(Beginning of Data supplied)

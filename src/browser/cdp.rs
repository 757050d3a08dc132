//! chromiumoxide-backed [`PageDriver`] implementation
//!
//! Owns the launched browser plus the currently focused page, resolves
//! locators (CSS directly, XPath via a `document.evaluate` tagging pass) and
//! maps every CDP failure onto the closed [`DriverError`] kind set.

use std::path::Path;
use std::sync::atomic::{AtomicU64, Ordering};
use std::time::Duration;

use async_trait::async_trait;
use chromiumoxide::element::Element;
use chromiumoxide::error::CdpError;
use chromiumoxide::page::Page;
use chromiumoxide_cdp::cdp::browser_protocol::dom::SetFileInputFilesParams;
use chromiumoxide_cdp::cdp::browser_protocol::input::{
    DispatchKeyEventParams, DispatchKeyEventType,
};
use tokio::sync::Mutex;
use tracing::{debug, info, warn};

use super::{
    BrowserWrapper, DriverError, DriverResult, Locator, LocatorScheme, PageDriver, PageObservation,
};

/// How long to poll for an element before giving up. Job portals render most
/// forms client-side, so a plain find would race the framework.
const INTERACTION_TIMEOUT: Duration = Duration::from_secs(5);

/// Attribute used to hand XPath matches over to the CSS-based element API.
const XPATH_MARKER_ATTR: &str = "data-autoapply-target";

pub struct CdpDriver {
    wrapper: BrowserWrapper,
    current: Mutex<Option<Page>>,
    marker_seq: AtomicU64,
}

impl CdpDriver {
    pub fn new(wrapper: BrowserWrapper) -> Self {
        Self {
            wrapper,
            current: Mutex::new(None),
            marker_seq: AtomicU64::new(0),
        }
    }

    /// Close the browser process and clean up its profile directory.
    pub async fn shutdown(self) -> anyhow::Result<()> {
        self.wrapper.shutdown().await
    }

    async fn current_page(&self) -> DriverResult<Page> {
        self.current
            .lock()
            .await
            .clone()
            .ok_or_else(|| DriverError::Other("no page loaded; navigate first".into()))
    }

    /// Collapse a CDP failure into a driver error kind.
    fn classify(what: &str, e: CdpError) -> DriverError {
        let msg = e.to_string();
        let lower = msg.to_lowercase();
        if lower.contains("could not find node") || lower.contains("no node found") {
            DriverError::NotFound(format!("{what}: {msg}"))
        } else if lower.contains("not clickable") || lower.contains("intercept") {
            DriverError::Blocked(format!("{what}: {msg}"))
        } else if lower.contains("timeout") || lower.contains("timed out") {
            DriverError::Timeout(format!("{what}: {msg}"))
        } else {
            DriverError::Other(format!("{what}: {msg}"))
        }
    }

    /// Locate an XPath match and tag it with a unique marker attribute so it
    /// can be fetched through the CSS element API. Returns the marker
    /// selector, or None when nothing matches right now.
    async fn tag_xpath(&self, page: &Page, xpath: &str) -> DriverResult<Option<String>> {
        let marker = format!("m{}", self.marker_seq.fetch_add(1, Ordering::Relaxed));
        let script = format!(
            r#"(() => {{
                const found = document.evaluate({xpath}, document, null,
                    XPathResult.FIRST_ORDERED_NODE_TYPE, null).singleNodeValue;
                if (!found || !found.setAttribute) return false;
                found.setAttribute('{attr}', '{marker}');
                return true;
            }})()"#,
            xpath = serde_json::Value::String(xpath.to_string()),
            attr = XPATH_MARKER_ATTR,
            marker = marker,
        );

        let result = page
            .evaluate(script)
            .await
            .map_err(|e| Self::classify("xpath evaluation", e))?;
        let found = result.into_value::<bool>().unwrap_or(false);

        if found {
            Ok(Some(format!("[{XPATH_MARKER_ATTR}='{marker}']")))
        } else {
            Ok(None)
        }
    }

    /// Single, non-waiting lookup attempt.
    async fn try_find(&self, page: &Page, locator: &Locator) -> DriverResult<Option<Element>> {
        let css = match locator.scheme {
            LocatorScheme::Css => locator.selector.clone(),
            LocatorScheme::XPath => match self.tag_xpath(page, &locator.selector).await? {
                Some(css) => css,
                None => return Ok(None),
            },
        };
        Ok(page.find_element(css).await.ok())
    }

    /// Wait for an element with exponential backoff polling, for pages that
    /// render elements via JavaScript after the load event fires.
    async fn resolve(&self, page: &Page, locator: &Locator) -> DriverResult<Element> {
        let start = std::time::Instant::now();
        let mut poll_interval = Duration::from_millis(100);
        let max_interval = Duration::from_secs(1);

        loop {
            if let Some(element) = self.try_find(page, locator).await? {
                return Ok(element);
            }

            if start.elapsed() >= INTERACTION_TIMEOUT {
                return Err(DriverError::NotFound(format!(
                    "element not found after {}ms: {}",
                    INTERACTION_TIMEOUT.as_millis(),
                    locator
                )));
            }

            tokio::time::sleep(poll_interval).await;
            poll_interval = (poll_interval * 2).min(max_interval);
        }
    }

    /// Scroll into view and click via a clickable point; bypasses the
    /// IntersectionObserver hang in Element::click.
    async fn click_element(&self, page: &Page, element: &Element, what: &str) -> DriverResult<()> {
        element
            .scroll_into_view()
            .await
            .map_err(|e| Self::classify(what, e))?;
        let point = element
            .clickable_point()
            .await
            .map_err(|e| DriverError::Blocked(format!("{what}: no clickable point: {e}")))?;
        page.click(point)
            .await
            .map_err(|e| Self::classify(what, e))?;
        Ok(())
    }

    async fn dispatch_key(&self, page: &Page, key: &str) -> DriverResult<()> {
        // Minimal key table; only the keys the dynamic-select dance needs
        let (code, text, virtual_key) = match key {
            "Enter" => ("Enter", Some("\r"), Some(13)),
            "Escape" => ("Escape", None, Some(27)),
            "ArrowDown" => ("ArrowDown", None, Some(40)),
            "ArrowUp" => ("ArrowUp", None, Some(38)),
            _ => (key, None, None),
        };

        let mut down = DispatchKeyEventParams::builder()
            .r#type(DispatchKeyEventType::KeyDown)
            .key(key.to_string())
            .code(code.to_string());
        if let Some(vk) = virtual_key {
            down = down.windows_virtual_key_code(vk).native_virtual_key_code(vk);
        }
        let down = down
            .build()
            .map_err(|e| DriverError::Other(format!("key event build failed: {e}")))?;
        page.execute(down)
            .await
            .map_err(|e| Self::classify("key down", e))?;

        if let Some(text) = text {
            let ch = DispatchKeyEventParams::builder()
                .r#type(DispatchKeyEventType::Char)
                .key(key.to_string())
                .code(code.to_string())
                .text(text.to_string())
                .build()
                .map_err(|e| DriverError::Other(format!("key event build failed: {e}")))?;
            page.execute(ch)
                .await
                .map_err(|e| Self::classify("key char", e))?;
        }

        let mut up = DispatchKeyEventParams::builder()
            .r#type(DispatchKeyEventType::KeyUp)
            .key(key.to_string())
            .code(code.to_string());
        if let Some(vk) = virtual_key {
            up = up.windows_virtual_key_code(vk).native_virtual_key_code(vk);
        }
        let up = up
            .build()
            .map_err(|e| DriverError::Other(format!("key event build failed: {e}")))?;
        page.execute(up)
            .await
            .map_err(|e| Self::classify("key up", e))?;

        Ok(())
    }
}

(End of Data supplied)

Your objective: Look above for the line with "load event fires." and the line with "async fn dispatch_key(&self, page: &Page, key: &str)". Write out those two lines and all the lines between them, exactly, and no others.

Solved exercise:
    /// render elements via JavaScript after the load event fires.
    async fn resolve(&self, page: &Page, locator: &Locator) -> DriverResult<Element> {
        let start = std::time::Instant::now();
        let mut poll_interval = Duration::from_millis(100);
        let max_interval = Duration::from_secs(1);

        loop {
            if let Some(element) = self.try_find(page, locator).await? {
                return Ok(element);
            }

            if start.elapsed() >= INTERACTION_TIMEOUT {
                return Err(DriverError::NotFound(format!(
                    "element not found after {}ms: {}",
                    INTERACTION_TIMEOUT.as_millis(),
                    locator
                )));
            }

            tokio::time::sleep(poll_interval).await;
            poll_interval = (poll_interval * 2).min(max_interval);
        }
    }

    /// Scroll into view and click via a clickable point; bypasses the
    /// IntersectionObserver hang in Element::click.
    async fn click_element(&self, page: &Page, element: &Element, what: &str) -> DriverResult<()> {
        element
            .scroll_into_view()
            .await
            .map_err(|e| Self::classify(what, e))?;
        let point = element
            .clickable_point()
            .await
            .map_err(|e| DriverError::Blocked(format!("{what}: no clickable point: {e}")))?;
        page.click(point)
            .await
            .map_err(|e| Self::classify(what, e))?;
        Ok(())
    }

    async fn dispatch_key(&self, page: &Page, key: &str) -> DriverResult<()> {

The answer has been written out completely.